Когда они приходили в гости, Тонин муж — Витя — молча садился в уголок и рисовал в своей огромной записной книжке. То это был парусник, то чье-нибудь лицо, а то просто чиркал бумагу, и сначала было непонятно, что там за жизнь, а потом выяснялось — девушка с косой или пацан, стреляющий из лука.

Приходил отец, здоровался с Витей за руку, несколько секунд разглядывал рисунок, одобрительно кивал, а затем озабоченным голосом спрашивал:

— Ну, как там делишки в Древней Греции?..

Витя, улыбаясь, смотрел на него, не зная, что сказать. А папа тут же приходил ему на помощь:

— Хороши, видать, делишки, раз демократию больше не душат и Олимпийские игры хотят навечно к себе вернуть, а? Умный же народ, щадит свою историю.
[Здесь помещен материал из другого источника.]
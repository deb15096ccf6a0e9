use std::collections::{HashMap, HashSet};
use std::sync::Arc;

use log::debug;
use serde::Serialize;

use super::config::CleanConfig;
use crate::data::model::{Dataset, Record, Value};
use crate::data::schema::{FieldDef, FieldKind, Schema};
use crate::error::{Error, Result};
use crate::stats::quantile::quantile;

// ---------------------------------------------------------------------------
// CleanReport – what each step did
// ---------------------------------------------------------------------------

/// Upper cap applied to one field.
#[derive(Debug, Clone, PartialEq, Serialize)]
pub struct CapReport {
    pub field: String,
    pub threshold: f64,
    pub values_capped: usize,
}

#[derive(Debug, Clone, PartialEq, Serialize)]
pub struct CleanReport {
    pub rows_in: usize,
    pub rows_dropped_missing: usize,
    pub caps: Vec<CapReport>,
    pub duplicates_removed: usize,
    pub rows_out: usize,
}

// ---------------------------------------------------------------------------
// Pipeline
// ---------------------------------------------------------------------------

/// Clean `raw` according to `config`, returning a new snapshot.
///
/// Steps, in order:
/// 1. drop rows with a null in any required field;
/// 2. cap each field at its `cap_percentile` quantile, computed on the
///    rows surviving step 1 (before deduplication);
/// 3. coerce categorical fields to categories and integer fields to
///    integers, truncating toward zero;
/// 4. drop exact duplicate rows, keeping the first occurrence.
///
/// A field that is both capped and integer is bounded by its threshold
/// only for non-negative values: truncating a negative fraction toward
/// zero can lift it above a fractional threshold (-2.4 under a cap of
/// -2.5 becomes -2).
pub fn clean(raw: &Dataset, config: &CleanConfig) -> Result<Dataset> {
    clean_with_report(raw, config).map(|(dataset, _)| dataset)
}

/// [`clean`], plus per-step counts.
pub fn clean_with_report(raw: &Dataset, config: &CleanConfig) -> Result<(Dataset, CleanReport)> {
    let schema = raw.schema();
    config.validate(schema)?;
    if raw.is_empty() {
        return Err(Error::EmptyDataset);
    }

    let mut rows = drop_missing(raw, &config.required_fields)?;
    let rows_dropped_missing = raw.len() - rows.len();
    debug!("dropped {rows_dropped_missing} rows with missing required values");
    if rows.is_empty() {
        return Err(Error::EmptyDataset);
    }

    let mut caps = Vec::with_capacity(config.fields_to_cap.len());
    for name in &config.fields_to_cap {
        let pos = schema.numeric_position(name)?;
        if let Some(cap) = cap_upper(&mut rows, pos, name, config.cap_percentile)? {
            debug!(
                "capped {} values of '{name}' at {}",
                cap.values_capped, cap.threshold
            );
            caps.push(cap);
        }
    }

    for name in &config.integer_fields {
        truncate_to_integer(&mut rows, schema.numeric_position(name)?);
    }
    for name in &config.categorical_fields {
        to_category(&mut rows, schema.position(name)?);
    }

    let before_dedup = rows.len();
    let rows = drop_duplicates(rows);
    let duplicates_removed = before_dedup - rows.len();
    debug!("removed {duplicates_removed} duplicate rows");

    let report = CleanReport {
        rows_in: raw.len(),
        rows_dropped_missing,
        caps,
        duplicates_removed,
        rows_out: rows.len(),
    };
    let schema = coerced_schema(raw, &config.categorical_fields);
    Ok((Dataset::new(schema, rows), report))
}

fn drop_missing<'a, I>(raw: &Dataset, required: I) -> Result<Vec<Record>>
where
    I: IntoIterator<Item = &'a String>,
{
    let positions = required
        .into_iter()
        .map(|name| raw.schema().position(name))
        .collect::<Result<Vec<_>>>()?;

    Ok(raw
        .records()
        .iter()
        .filter(|r| positions.iter().all(|&p| !r.get(p).is_null()))
        .cloned()
        .collect())
}

/// Clamp values above the `percentile` quantile to it. The column becomes
/// float, as a `np.where` over an integer column does. Returns `None` when
/// the field has no values at all.
fn cap_upper(
    rows: &mut [Record],
    pos: usize,
    name: &str,
    percentile: f64,
) -> Result<Option<CapReport>> {
    let values: Vec<f64> = rows.iter().filter_map(|r| r.get(pos).as_f64()).collect();
    if values.is_empty() {
        debug!("'{name}' has no values to cap");
        return Ok(None);
    }
    let threshold = quantile(&values, percentile)?;

    let mut values_capped = 0;
    for row in rows.iter_mut() {
        let Some(slot) = row.values.get_mut(pos) else {
            continue;
        };
        if let Some(v) = slot.as_f64() {
            *slot = if v > threshold {
                values_capped += 1;
                Value::Float(threshold)
            } else {
                Value::Float(v)
            };
        }
    }

    Ok(Some(CapReport {
        field: name.to_string(),
        threshold,
        values_capped,
    }))
}

/// `astype(int)`: fractional parts are discarded, not rounded. Nulls stay
/// null.
fn truncate_to_integer(rows: &mut [Record], pos: usize) {
    for row in rows.iter_mut() {
        if let Some(slot) = row.values.get_mut(pos) {
            if let Value::Float(f) = *slot {
                *slot = Value::Integer(f.trunc() as i64);
            }
        }
    }
}

fn to_category(rows: &mut [Record], pos: usize) {
    let mut interned: HashMap<String, Arc<str>> = HashMap::new();
    for row in rows.iter_mut() {
        let Some(slot) = row.values.get_mut(pos) else {
            continue;
        };
        if matches!(slot, Value::Category(_)) {
            continue;
        }
        if let Some(label) = slot.label() {
            let tag = interned
                .entry(label)
                .or_insert_with_key(|l| Arc::from(l.as_str()))
                .clone();
            *slot = Value::Category(tag);
        }
    }
}

fn drop_duplicates(rows: Vec<Record>) -> Vec<Record> {
    let keep: Vec<bool> = {
        let mut seen: HashSet<&Record> = HashSet::with_capacity(rows.len());
        rows.iter().map(|r| seen.insert(r)).collect()
    };
    rows.into_iter()
        .zip(keep)
        .filter_map(|(r, k)| k.then_some(r))
        .collect()
}

/// Fields coerced to categories are categorical from now on, whatever
/// they were declared as.
fn coerced_schema<'a, I>(raw: &Dataset, categorical: I) -> Arc<Schema>
where
    I: IntoIterator<Item = &'a String>,
{
    let categorical: HashSet<&str> = categorical.into_iter().map(String::as_str).collect();
    let schema = raw.schema();
    let changed = schema
        .fields()
        .iter()
        .any(|f| f.kind == FieldKind::Numeric && categorical.contains(f.name.as_str()));
    if !changed {
        return raw.shared_schema();
    }
    let fields = schema
        .fields()
        .iter()
        .map(|f| {
            if categorical.contains(f.name.as_str()) {
                FieldDef::categorical(&f.name)
            } else {
                f.clone()
            }
        })
        .collect();
    Arc::new(Schema::new(fields))
}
Не желает в бочку меда — ложку дегтя…

— Папа, в историю нельзя ничего добавить, из нее можно только многое взять, — смеялась Тоня, чтобы отвлечь Витиного собеседника. Она вместе с матерью собирала на стол.

— А вообще-то вам не мешало бы съездить в какую-нибудь знаменитую древней культурой страну. Особенно ему, — кивнул он на Витю. — К примеру, в Италию, а?

— Так не шутят, — сказала Тоня.

— И не собираюсь шутить. Узнавайте насчет путевок, а за деньгами дело не станет. В общем, считайте, что это свадебное путешествие.

— И правда, как это мы раньше не догадались? — сказала мама. — У Вити твоего талант, ему знать нужно, видеть.

— Спасибо, не надо, — бормотал Витя, не отрываясь от своей книжки.

Тонечка с влажными глазами подошла к отцу и поцеловала его в щеку.

— Ну, ну, — отбивался отец, приглашая всех к столу…

Потом они прощались, и, уходя, Витя говорил Сереже:

— Приезжай в гости. У нас там за домом — стадион. Проверим наши возможности: в футбол сыграем, в шиповках побегаем…

— Не люблю я это, — отвечал Сережа. — В детстве любил, а теперь перестал. Да и зачем, если каждый вечер по этой машине что-нибудь показывают?

— Как хочешь… А то рисовать научил бы?

— Зачем? — спрашивал Сережа. И на этом разговор их кончался…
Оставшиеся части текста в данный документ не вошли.